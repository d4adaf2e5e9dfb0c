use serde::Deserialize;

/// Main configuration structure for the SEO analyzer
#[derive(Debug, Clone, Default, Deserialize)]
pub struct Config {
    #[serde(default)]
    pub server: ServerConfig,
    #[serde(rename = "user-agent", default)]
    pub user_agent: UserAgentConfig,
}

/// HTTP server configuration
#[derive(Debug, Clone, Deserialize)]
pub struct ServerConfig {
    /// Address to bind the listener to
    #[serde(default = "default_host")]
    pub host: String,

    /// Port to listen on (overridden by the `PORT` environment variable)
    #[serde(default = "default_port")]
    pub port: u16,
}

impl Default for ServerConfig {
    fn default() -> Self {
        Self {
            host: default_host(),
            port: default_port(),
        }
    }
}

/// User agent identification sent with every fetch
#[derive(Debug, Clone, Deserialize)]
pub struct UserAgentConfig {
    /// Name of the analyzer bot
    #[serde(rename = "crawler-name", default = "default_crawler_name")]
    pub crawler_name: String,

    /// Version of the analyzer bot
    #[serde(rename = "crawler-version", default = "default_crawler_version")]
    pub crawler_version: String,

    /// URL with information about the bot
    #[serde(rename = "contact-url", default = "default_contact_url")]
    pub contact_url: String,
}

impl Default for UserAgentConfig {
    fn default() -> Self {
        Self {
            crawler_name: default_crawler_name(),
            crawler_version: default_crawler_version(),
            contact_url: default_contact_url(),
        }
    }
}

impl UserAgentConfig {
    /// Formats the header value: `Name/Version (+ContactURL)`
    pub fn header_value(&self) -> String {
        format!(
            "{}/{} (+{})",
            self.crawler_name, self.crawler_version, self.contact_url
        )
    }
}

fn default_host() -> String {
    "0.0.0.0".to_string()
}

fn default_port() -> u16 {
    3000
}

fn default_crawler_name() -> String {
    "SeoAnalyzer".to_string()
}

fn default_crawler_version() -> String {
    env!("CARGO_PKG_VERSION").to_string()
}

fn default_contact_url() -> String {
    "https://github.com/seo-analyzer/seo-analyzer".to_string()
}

---

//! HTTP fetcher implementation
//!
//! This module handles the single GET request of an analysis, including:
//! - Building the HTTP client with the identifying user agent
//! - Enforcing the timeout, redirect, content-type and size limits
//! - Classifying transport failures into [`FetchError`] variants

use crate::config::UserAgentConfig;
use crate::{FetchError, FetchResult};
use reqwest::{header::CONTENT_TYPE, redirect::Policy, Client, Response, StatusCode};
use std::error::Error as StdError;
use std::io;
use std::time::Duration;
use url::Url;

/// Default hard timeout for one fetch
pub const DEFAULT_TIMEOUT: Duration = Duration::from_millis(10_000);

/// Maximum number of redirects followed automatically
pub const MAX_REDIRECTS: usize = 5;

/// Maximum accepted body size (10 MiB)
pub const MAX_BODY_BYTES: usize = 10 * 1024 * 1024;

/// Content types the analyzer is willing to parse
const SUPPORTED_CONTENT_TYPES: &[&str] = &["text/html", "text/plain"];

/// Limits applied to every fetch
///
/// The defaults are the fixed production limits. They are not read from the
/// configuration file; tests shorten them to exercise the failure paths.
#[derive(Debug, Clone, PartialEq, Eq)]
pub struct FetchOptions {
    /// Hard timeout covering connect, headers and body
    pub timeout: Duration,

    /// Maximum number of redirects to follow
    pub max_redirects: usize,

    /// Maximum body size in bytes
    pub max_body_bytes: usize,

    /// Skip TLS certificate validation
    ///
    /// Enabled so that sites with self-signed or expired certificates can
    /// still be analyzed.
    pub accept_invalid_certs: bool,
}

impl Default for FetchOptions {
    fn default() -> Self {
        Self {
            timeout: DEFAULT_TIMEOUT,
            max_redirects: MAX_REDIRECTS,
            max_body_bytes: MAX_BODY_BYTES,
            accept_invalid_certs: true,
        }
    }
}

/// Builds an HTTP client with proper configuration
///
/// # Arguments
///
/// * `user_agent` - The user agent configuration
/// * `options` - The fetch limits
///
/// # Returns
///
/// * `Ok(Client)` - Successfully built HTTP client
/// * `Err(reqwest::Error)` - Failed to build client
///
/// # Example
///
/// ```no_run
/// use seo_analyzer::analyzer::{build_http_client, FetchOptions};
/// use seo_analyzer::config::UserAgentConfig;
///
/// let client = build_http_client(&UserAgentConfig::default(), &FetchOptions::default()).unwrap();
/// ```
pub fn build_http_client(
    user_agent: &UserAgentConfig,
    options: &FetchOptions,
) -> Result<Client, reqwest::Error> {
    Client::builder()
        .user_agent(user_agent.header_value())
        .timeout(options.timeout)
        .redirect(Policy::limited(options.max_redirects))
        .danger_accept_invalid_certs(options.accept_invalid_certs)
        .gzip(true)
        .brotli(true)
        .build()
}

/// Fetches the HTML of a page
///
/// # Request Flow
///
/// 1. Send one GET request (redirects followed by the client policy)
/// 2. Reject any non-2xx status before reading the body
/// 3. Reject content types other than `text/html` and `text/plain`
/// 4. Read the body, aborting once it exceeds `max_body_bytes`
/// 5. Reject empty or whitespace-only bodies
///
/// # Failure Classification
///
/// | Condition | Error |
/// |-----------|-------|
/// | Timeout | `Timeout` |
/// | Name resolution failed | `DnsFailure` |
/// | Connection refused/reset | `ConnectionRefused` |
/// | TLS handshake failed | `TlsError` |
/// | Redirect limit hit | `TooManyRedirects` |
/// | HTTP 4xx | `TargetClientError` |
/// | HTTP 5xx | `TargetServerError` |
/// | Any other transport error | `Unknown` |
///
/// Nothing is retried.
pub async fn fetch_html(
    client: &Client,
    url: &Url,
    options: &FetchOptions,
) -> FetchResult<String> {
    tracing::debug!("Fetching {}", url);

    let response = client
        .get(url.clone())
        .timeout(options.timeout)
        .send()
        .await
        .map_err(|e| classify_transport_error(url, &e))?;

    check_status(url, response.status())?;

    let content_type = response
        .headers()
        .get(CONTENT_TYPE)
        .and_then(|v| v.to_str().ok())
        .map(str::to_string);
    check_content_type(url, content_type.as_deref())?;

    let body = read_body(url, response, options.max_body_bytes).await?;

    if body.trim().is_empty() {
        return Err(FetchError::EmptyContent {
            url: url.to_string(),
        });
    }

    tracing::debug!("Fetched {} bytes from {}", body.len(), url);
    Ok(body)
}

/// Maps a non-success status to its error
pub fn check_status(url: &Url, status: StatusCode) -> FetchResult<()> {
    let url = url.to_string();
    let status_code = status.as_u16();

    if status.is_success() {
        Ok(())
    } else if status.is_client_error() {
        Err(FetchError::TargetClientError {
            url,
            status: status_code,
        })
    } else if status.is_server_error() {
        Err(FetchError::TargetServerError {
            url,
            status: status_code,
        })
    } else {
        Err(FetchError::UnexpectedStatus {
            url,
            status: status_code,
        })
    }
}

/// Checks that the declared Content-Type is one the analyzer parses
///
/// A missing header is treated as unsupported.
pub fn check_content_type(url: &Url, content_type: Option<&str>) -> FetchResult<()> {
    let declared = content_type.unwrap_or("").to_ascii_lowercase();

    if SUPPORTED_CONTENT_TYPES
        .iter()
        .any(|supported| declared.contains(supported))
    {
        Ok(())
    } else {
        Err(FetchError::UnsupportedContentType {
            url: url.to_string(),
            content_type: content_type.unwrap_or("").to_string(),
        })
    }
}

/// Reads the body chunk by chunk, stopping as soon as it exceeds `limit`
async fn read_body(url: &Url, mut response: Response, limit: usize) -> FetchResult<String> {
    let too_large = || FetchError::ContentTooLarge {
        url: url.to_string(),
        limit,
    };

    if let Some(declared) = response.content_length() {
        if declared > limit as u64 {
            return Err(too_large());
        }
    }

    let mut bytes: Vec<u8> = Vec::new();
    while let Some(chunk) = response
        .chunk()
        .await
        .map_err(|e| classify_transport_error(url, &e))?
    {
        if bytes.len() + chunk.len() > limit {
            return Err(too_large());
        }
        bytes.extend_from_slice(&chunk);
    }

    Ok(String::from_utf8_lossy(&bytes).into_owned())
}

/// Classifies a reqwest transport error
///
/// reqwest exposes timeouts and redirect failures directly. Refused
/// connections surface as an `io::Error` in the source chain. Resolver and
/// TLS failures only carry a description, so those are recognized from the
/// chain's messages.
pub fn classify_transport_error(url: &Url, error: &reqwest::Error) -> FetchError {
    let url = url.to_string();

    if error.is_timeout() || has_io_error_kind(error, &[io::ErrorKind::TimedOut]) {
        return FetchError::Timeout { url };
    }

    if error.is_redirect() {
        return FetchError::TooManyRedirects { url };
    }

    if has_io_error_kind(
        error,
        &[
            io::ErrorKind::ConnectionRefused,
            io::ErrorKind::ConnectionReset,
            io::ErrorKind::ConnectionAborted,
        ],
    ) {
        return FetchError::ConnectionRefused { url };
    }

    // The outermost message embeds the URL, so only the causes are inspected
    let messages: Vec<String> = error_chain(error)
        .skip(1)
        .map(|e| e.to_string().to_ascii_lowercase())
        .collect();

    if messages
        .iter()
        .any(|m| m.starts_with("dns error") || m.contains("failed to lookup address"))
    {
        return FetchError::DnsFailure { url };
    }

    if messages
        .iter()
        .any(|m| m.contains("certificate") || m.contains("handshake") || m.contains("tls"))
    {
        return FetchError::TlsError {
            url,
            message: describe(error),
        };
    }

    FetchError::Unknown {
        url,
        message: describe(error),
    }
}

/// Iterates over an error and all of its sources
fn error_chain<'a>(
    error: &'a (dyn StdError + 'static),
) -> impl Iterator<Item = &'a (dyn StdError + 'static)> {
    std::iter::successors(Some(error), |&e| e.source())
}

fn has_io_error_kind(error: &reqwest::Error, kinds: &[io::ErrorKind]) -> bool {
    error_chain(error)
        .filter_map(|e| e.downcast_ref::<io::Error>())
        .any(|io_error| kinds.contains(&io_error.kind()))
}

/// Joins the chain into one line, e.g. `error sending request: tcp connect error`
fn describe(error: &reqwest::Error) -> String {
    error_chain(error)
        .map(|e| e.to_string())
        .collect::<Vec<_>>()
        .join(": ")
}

What the task requires: Every line of the data that includes the word "text" should be copied.

Answer for this exercise:
const SUPPORTED_CONTENT_TYPES: &[&str] = &["text/html", "text/plain"];
/// 3. Reject content types other than `text/html` and `text/plain`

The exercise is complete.